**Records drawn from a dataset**
//! # wikimirror-sync
//!
//! Dependency resolution and synchronization engine for mirroring wiki
//! content.
//!
//! Call [`pipeline::run_config`] to mirror one configuration file, or drive a
//! [`SyncOrchestrator`] directly with already-loaded sites and title sets.

pub mod category;
pub mod error;
pub mod file;
pub mod ledger;
pub mod orchestrator;
pub mod outcome;
pub mod page;
pub mod pipeline;
pub mod resolver;
pub mod transform;

pub use error::SyncError;
pub use file::FileMirror;
pub use orchestrator::{Checkpoint, NoCheckpoint, Phase, ResolvedSets, RunReport, SyncOrchestrator};
pub use outcome::{BatchReport, ItemOutcome, SkipReason};
pub use page::{PageSync, PageSynchronizer};
pub use pipeline::ConfigReport;
pub use transform::TextTransformer;
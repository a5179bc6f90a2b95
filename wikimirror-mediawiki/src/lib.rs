//! # wikimirror-mediawiki
//!
//! A blocking [`ContentProvider`](wikimirror_core::ContentProvider) that
//! talks to MediaWiki's Action API: page reads and edits, category, template
//! and image listings, upload by URL, and bot-password login.

mod client;
pub mod error;
pub mod provider;
mod response;

pub use error::MediaWikiError;
pub use provider::{Credentials, MediaWikiProvider, DEFAULT_WRITE_INTERVAL, MAX_CATEGORY_DEPTH};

**PROBLEM TO WORK ON**
Whenever the word "error" appears in a line above, copy that line.

**WRITTEN ANSWER**
pub mod error;
pub use error::SyncError;
pub mod error;
pub use error::MediaWikiError;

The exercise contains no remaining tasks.